PROBLEM STATEMENT
Say nothing but the number of lines below in which the string "goes" appears.

MATERIAL FOR THIS TASK
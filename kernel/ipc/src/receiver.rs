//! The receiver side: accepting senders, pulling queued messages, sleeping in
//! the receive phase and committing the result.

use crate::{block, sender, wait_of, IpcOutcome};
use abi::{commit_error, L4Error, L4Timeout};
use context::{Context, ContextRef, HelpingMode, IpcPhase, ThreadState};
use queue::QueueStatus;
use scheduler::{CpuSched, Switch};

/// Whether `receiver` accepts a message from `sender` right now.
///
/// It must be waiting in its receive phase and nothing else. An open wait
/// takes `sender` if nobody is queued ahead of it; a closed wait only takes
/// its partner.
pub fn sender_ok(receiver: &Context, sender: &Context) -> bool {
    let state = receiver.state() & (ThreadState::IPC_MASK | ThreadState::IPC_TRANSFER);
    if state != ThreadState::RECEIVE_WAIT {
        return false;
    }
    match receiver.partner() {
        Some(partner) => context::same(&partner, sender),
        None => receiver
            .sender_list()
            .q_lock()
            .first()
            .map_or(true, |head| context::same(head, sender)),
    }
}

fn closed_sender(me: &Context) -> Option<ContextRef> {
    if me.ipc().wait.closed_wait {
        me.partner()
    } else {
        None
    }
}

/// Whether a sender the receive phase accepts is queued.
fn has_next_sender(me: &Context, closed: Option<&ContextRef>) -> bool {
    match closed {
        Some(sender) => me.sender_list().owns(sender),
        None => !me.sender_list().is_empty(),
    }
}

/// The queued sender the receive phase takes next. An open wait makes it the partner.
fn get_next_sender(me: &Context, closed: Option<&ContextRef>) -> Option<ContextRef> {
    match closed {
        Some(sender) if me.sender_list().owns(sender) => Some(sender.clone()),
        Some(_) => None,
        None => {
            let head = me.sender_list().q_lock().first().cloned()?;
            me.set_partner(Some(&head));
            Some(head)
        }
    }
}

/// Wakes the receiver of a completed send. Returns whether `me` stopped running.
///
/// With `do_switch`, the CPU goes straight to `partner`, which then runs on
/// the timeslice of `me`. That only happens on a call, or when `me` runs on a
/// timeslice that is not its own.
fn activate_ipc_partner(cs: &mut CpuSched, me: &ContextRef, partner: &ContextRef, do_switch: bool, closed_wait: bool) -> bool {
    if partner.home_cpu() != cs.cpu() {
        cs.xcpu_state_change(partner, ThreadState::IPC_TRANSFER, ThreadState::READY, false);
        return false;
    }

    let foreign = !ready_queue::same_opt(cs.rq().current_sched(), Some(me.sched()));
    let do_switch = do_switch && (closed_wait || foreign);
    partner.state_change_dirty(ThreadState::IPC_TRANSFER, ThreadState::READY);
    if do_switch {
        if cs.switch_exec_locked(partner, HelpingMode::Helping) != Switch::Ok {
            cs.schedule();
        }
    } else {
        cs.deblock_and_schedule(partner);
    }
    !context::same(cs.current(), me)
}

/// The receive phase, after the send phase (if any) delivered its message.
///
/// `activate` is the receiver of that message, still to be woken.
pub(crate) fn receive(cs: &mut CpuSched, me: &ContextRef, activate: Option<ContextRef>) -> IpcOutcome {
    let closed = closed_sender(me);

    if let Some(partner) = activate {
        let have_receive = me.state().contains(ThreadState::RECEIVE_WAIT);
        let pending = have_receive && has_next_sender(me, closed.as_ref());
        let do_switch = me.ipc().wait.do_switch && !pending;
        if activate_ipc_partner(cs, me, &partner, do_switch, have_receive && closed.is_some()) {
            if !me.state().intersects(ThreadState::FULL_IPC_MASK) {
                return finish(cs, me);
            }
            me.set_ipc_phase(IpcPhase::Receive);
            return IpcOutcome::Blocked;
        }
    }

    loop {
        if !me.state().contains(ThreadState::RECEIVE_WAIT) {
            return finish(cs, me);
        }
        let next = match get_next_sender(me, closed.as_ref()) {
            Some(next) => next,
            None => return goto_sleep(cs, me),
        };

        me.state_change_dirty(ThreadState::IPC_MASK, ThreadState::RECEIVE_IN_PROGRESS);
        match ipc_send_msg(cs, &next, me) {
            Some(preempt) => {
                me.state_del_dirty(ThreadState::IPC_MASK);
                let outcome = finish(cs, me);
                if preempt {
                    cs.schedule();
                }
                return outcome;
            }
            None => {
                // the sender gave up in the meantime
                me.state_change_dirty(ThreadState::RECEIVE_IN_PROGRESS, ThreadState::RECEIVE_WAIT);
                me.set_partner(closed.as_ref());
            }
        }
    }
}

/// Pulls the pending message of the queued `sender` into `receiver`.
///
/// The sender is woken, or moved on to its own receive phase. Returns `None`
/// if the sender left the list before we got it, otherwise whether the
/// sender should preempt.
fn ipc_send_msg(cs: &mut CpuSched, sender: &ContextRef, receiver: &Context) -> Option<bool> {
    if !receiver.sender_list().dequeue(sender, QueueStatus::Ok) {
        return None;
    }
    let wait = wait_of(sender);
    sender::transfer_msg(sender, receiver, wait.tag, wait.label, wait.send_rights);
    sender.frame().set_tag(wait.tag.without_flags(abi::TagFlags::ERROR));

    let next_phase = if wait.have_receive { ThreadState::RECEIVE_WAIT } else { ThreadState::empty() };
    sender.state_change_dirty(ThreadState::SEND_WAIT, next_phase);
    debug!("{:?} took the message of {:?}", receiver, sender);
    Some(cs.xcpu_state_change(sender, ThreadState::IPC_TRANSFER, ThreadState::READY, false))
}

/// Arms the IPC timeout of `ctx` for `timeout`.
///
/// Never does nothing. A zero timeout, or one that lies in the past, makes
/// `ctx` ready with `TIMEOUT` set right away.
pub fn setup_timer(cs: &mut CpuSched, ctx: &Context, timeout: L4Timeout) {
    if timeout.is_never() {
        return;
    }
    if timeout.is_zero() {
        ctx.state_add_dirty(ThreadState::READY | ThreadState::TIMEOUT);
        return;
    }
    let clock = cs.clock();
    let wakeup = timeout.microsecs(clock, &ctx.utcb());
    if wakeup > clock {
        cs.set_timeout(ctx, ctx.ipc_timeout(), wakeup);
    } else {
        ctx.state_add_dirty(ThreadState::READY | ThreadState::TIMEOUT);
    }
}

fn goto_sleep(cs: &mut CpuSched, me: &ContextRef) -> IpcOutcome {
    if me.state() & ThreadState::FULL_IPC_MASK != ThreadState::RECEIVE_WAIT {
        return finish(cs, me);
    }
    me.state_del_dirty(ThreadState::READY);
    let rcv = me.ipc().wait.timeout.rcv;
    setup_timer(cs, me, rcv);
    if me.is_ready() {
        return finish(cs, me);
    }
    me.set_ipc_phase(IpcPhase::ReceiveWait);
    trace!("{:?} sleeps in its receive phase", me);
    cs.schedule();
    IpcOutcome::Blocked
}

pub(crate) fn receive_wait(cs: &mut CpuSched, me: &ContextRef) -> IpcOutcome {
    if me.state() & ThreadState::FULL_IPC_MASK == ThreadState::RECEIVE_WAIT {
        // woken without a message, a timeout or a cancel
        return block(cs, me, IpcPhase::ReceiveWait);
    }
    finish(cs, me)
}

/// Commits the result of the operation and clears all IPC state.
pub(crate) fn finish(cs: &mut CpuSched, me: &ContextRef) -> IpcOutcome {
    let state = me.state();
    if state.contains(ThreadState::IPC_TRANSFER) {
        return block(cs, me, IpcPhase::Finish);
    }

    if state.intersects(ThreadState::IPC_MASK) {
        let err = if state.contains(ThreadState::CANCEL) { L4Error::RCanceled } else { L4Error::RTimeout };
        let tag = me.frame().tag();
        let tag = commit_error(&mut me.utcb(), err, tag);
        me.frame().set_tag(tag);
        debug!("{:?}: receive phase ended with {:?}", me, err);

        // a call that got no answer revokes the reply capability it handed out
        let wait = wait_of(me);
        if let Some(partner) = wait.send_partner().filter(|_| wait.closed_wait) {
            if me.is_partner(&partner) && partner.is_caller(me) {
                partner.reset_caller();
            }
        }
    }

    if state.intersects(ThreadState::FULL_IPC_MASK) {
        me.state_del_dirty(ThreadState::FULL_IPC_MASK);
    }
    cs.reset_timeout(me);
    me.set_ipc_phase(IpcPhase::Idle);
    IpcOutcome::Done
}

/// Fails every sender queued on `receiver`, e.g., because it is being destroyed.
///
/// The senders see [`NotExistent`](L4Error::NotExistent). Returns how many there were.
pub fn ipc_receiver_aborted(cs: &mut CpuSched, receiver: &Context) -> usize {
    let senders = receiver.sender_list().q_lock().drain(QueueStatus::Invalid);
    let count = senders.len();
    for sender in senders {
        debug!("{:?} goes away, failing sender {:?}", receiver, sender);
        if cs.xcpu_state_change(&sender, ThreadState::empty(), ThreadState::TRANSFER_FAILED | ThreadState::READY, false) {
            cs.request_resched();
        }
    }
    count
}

EXERCISE RESPONSE
2